_Task description_
Find the string "bool" in the records. Copy every line it appears in.

_Record extracts_

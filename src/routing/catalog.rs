//! Model registry: catalog of priced models, per-profile tier tables, and
//! the brand-prefix/alias resolver.

use std::collections::HashMap;
use std::sync::LazyLock as Lazy;

use rust_decimal::Decimal;
use rust_decimal_macros::dec;

use super::Tier;

/// Model capability flags.
#[derive(Debug, Clone, Copy, Default)]
pub struct ModelCapabilities {
    pub reasoning: bool,
    pub vision: bool,
    pub agentic: bool,
}

/// A model in the catalog with pricing and capabilities.
#[derive(Debug, Clone)]
pub struct ModelEntry {
    pub id: String,
    pub name: String,
    pub input_price_per_million: Decimal,
    pub output_price_per_million: Decimal,
    pub context_window: u64,
    pub max_output: u64,
    pub capabilities: ModelCapabilities,
}

/// Tier configuration: primary model + ordered fallback chain.
#[derive(Debug, Clone)]
pub struct TierConfig {
    pub primary: String,
    pub fallbacks: Vec<String>,
}

impl TierConfig {
    pub fn chain(&self) -> Vec<&str> {
        let mut c = vec![self.primary.as_str()];
        c.extend(self.fallbacks.iter().map(String::as_str));
        c
    }
}

fn me(
    id: &str,
    name: &str,
    input: Decimal,
    output: Decimal,
    ctx: u64,
    max_out: u64,
    reasoning: bool,
    vision: bool,
    agentic: bool,
) -> ModelEntry {
    ModelEntry {
        id: id.to_string(),
        name: name.to_string(),
        input_price_per_million: input,
        output_price_per_million: output,
        context_window: ctx,
        max_output: max_out,
        capabilities: ModelCapabilities {
            reasoning,
            vision,
            agentic,
        },
    }
}

pub static MODEL_CATALOG: Lazy<Vec<ModelEntry>> = Lazy::new(|| {
    vec![
        me("openai/gpt-5.3-codex", "GPT-5.3 Codex", dec!(2.5), dec!(12.0), 128_000, 32_000, true, false, true),
        me("openai/gpt-5.2", "GPT-5.2", dec!(1.75), dec!(14.0), 400_000, 128_000, true, true, true),
        me("openai/gpt-5-mini", "GPT-5 Mini", dec!(0.25), dec!(2.0), 200_000, 65_000, false, false, false),
        me("openai/gpt-5-nano", "GPT-5 Nano", dec!(0.05), dec!(0.4), 128_000, 32_000, false, false, false),
        me("anthropic/claude-opus-4.6", "Claude Opus 4.6", dec!(5.0), dec!(25.0), 1_000_000, 128_000, true, true, true),
        me("anthropic/claude-sonnet-4", "Claude Sonnet 4", dec!(3.0), dec!(15.0), 200_000, 64_000, true, false, true),
        me("anthropic/claude-haiku-4.5", "Claude Haiku 4.5", dec!(1.0), dec!(5.0), 200_000, 8_000, false, false, true),
        me("google/gemini-3-pro-preview", "Gemini 3 Pro", dec!(2.0), dec!(12.0), 1_050_000, 65_000, true, true, false),
        me("google/gemini-2.5-pro", "Gemini 2.5 Pro", dec!(1.25), dec!(10.0), 1_050_000, 65_000, true, true, false),
        me("google/gemini-2.5-flash", "Gemini 2.5 Flash", dec!(0.15), dec!(0.6), 1_000_000, 65_000, false, false, false),
        me("deepseek/deepseek-chat", "DeepSeek V3.2", dec!(0.28), dec!(0.42), 128_000, 8_000, false, false, false),
        me("deepseek/deepseek-reasoner", "DeepSeek Reasoner", dec!(0.28), dec!(0.42), 128_000, 8_000, true, false, false),
        me("moonshot/kimi-k2.5", "Kimi K2.5", dec!(0.5), dec!(2.4), 262_000, 8_000, true, true, true),
        me("xai/grok-4-1-fast-reasoning", "Grok 4.1 Fast Reasoning", dec!(0.2), dec!(0.5), 131_000, 16_000, true, false, false),
        me("xai/grok-code-fast-1", "Grok Code Fast", dec!(0.2), dec!(1.5), 131_000, 16_000, false, false, true),
        me("xai/grok-4-0709", "Grok 4", dec!(0.2), dec!(1.5), 131_000, 16_000, true, false, false),
        me("nvidia/gpt-oss-120b", "NVIDIA GPT-OSS 120B", dec!(0.0), dec!(0.0), 128_000, 16_000, false, false, false),
        me("ollama/qwen3-coder:30b", "Qwen 3 Coder 30B", dec!(0.0), dec!(0.0), 128_000, 32_000, false, false, true),
        me("ollama/deepseek-r1:70b", "DeepSeek R1 70B", dec!(0.0), dec!(0.0), 128_000, 32_000, true, false, false),
        me("ollama/qwen2.5-coder:32b", "Qwen 2.5 Coder 32B", dec!(0.0), dec!(0.0), 128_000, 32_000, false, false, true),
        me("ollama/gemma3:27b", "Gemma 3 27B", dec!(0.0), dec!(0.0), 128_000, 16_000, false, false, false),
    ]
});

/// Short-name and legacy-id alias map, resolved before brand-prefix
/// stripping. Resolution is idempotent: `resolve(resolve(x)) == resolve(x)`.
pub static ALIASES: Lazy<HashMap<&'static str, &'static str>> = Lazy::new(|| {
    HashMap::from([
        ("gpt-5", "openai/gpt-5.2"),
        ("gpt-5-codex", "openai/gpt-5.3-codex"),
        ("opus", "anthropic/claude-opus-4.6"),
        ("sonnet", "anthropic/claude-sonnet-4"),
        ("haiku", "anthropic/claude-haiku-4.5"),
        ("gemini", "google/gemini-2.5-pro"),
        ("gemini-flash", "google/gemini-2.5-flash"),
        ("deepseek", "deepseek/deepseek-chat"),
        ("grok", "xai/grok-4-0709"),
        ("kimi", "moonshot/kimi-k2.5"),
        ("free", "nvidia/gpt-oss-120b"),
    ])
});

const BRAND_PREFIX: &str = "blockrun/";

/// Routing-profile names, recognized specially by the proxy before model
/// alias resolution.
pub const ROUTING_PROFILE_NAMES: &[&str] = &["free", "eco", "auto", "premium"];

/// Lowercase/trim and strip a known brand prefix, without touching the
/// alias map. Used by the Proxy Core to recognize a routing-profile name
/// (`"free"` etc.) before alias resolution would otherwise consume it —
/// `"free"` is both a profile name and an alias target.
pub fn normalize_model_name(raw: &str) -> String {
    let normalized = raw.trim().to_lowercase();
    normalized.strip_prefix(BRAND_PREFIX).unwrap_or(&normalized).to_string()
}

/// Lowercase/trim, strip a known brand prefix if present, then resolve
/// through the alias map. Idempotent: running it again on the output is a
/// no-op, since the output is always either an unaliased catalog id or an
/// unknown string that isn't in [`ALIASES`] either.
pub fn resolve_alias(raw: &str) -> String {
    let stripped = normalize_model_name(raw);
    match ALIASES.get(stripped.as_str()) {
        Some(canonical) => canonical.to_string(),
        None => stripped,
    }
}

pub fn catalog_map() -> HashMap<String, ModelEntry> {
    MODEL_CATALOG.iter().map(|m| (m.id.clone(), m.clone())).collect()
}

fn tc(primary: &str, fallbacks: &[&str]) -> TierConfig {
    TierConfig {
        primary: primary.to_string(),
        fallbacks: fallbacks.iter().map(|s| s.to_string()).collect(),
    }
}

pub fn default_auto_tiers() -> HashMap<Tier, TierConfig> {
    HashMap::from([
        (Tier::Simple, tc("ollama/qwen3-coder:30b", &["google/gemini-2.5-flash", "deepseek/deepseek-chat", "nvidia/gpt-oss-120b"])),
        (Tier::Medium, tc("ollama/qwen3-coder:30b", &["xai/grok-code-fast-1", "google/gemini-2.5-flash", "deepseek/deepseek-chat"])),
        (Tier::Complex, tc("ollama/deepseek-r1:70b", &["anthropic/claude-opus-4.6", "google/gemini-3-pro-preview", "openai/gpt-5.3-codex"])),
        (Tier::Reasoning, tc("ollama/deepseek-r1:70b", &["anthropic/claude-opus-4.6", "deepseek/deepseek-reasoner", "xai/grok-4-1-fast-reasoning"])),
    ])
}

pub fn default_eco_tiers() -> HashMap<Tier, TierConfig> {
    HashMap::from([
        (Tier::Simple, tc("ollama/qwen3-coder:30b", &["nvidia/gpt-oss-120b", "deepseek/deepseek-chat"])),
        (Tier::Medium, tc("ollama/qwen3-coder:30b", &["deepseek/deepseek-chat", "google/gemini-2.5-flash"])),
        (Tier::Complex, tc("ollama/deepseek-r1:70b", &["deepseek/deepseek-chat", "google/gemini-2.5-flash"])),
        (Tier::Reasoning, tc("ollama/deepseek-r1:70b", &["deepseek/deepseek-reasoner", "xai/grok-4-1-fast-reasoning"])),
    ])
}

pub fn default_premium_tiers() -> HashMap<Tier, TierConfig> {
    HashMap::from([
        (Tier::Simple, tc("anthropic/claude-haiku-4.5", &["ollama/qwen3-coder:30b", "google/gemini-2.5-flash"])),
        (Tier::Medium, tc("openai/gpt-5.3-codex", &["anthropic/claude-sonnet-4", "google/gemini-2.5-pro"])),
        (Tier::Complex, tc("anthropic/claude-opus-4.6", &["openai/gpt-5.3-codex", "anthropic/claude-sonnet-4", "google/gemini-3-pro-preview"])),
        (Tier::Reasoning, tc("anthropic/claude-opus-4.6", &["anthropic/claude-sonnet-4", "openai/gpt-5.2", "xai/grok-4-1-fast-reasoning"])),
    ])
}

pub fn default_agentic_tiers() -> HashMap<Tier, TierConfig> {
    HashMap::from([
        (Tier::Simple, tc("ollama/qwen3-coder:30b", &["anthropic/claude-haiku-4.5", "openai/gpt-5-nano"])),
        (Tier::Medium, tc("ollama/qwen3-coder:30b", &["xai/grok-code-fast-1", "anthropic/claude-haiku-4.5"])),
        (Tier::Complex, tc("anthropic/claude-opus-4.6", &["openai/gpt-5.3-codex", "anthropic/claude-sonnet-4", "google/gemini-3-pro-preview"])),
        (Tier::Reasoning, tc("anthropic/claude-opus-4.6", &["anthropic/claude-sonnet-4", "xai/grok-4-1-fast-reasoning", "deepseek/deepseek-reasoner"])),
    ])
}

/// The fixed premium reference model used for the baseline-cost
/// calculation: the `premium` profile's `REASONING.primary`.
pub fn premium_reference_model() -> &'static ModelEntry {
    static REF: Lazy<ModelEntry> =
        Lazy::new(|| MODEL_CATALOG.iter().find(|m| m.id == "anthropic/claude-opus-4.6").cloned().unwrap());
    &REF
}

#[cfg(test)]
mod tests {
    use super::*;

    #[test]
    fn alias_resolution_is_idempotent() {
        for raw in ["blockrun/opus", "OPUS", "  Gemini  ", "openai/gpt-5.2"] {
            let once = resolve_alias(raw);
            let twice = resolve_alias(&once);
            assert_eq!(once, twice, "resolving '{raw}' twice should be a fixed point");
        }
    }

    #[test]
    fn brand_prefix_is_stripped() {
        assert_eq!(resolve_alias("blockrun/auto"), "auto");
    }

    #[test]
    fn unknown_model_passes_through_lowercased() {
        assert_eq!(resolve_alias("Some/Unknown-Model"), "some/unknown-model");
    }

    #[test]
    fn no_retired_models_in_catalog() {
        let map = catalog_map();
        assert!(!map.contains_key("openai/gpt-4o"));
        assert!(map.contains_key("openai/gpt-5.3-codex"));
    }
}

_Worked solution_
    pub reasoning: bool,
    pub vision: bool,
    pub agentic: bool,
    reasoning: bool,
    vision: bool,
    agentic: bool,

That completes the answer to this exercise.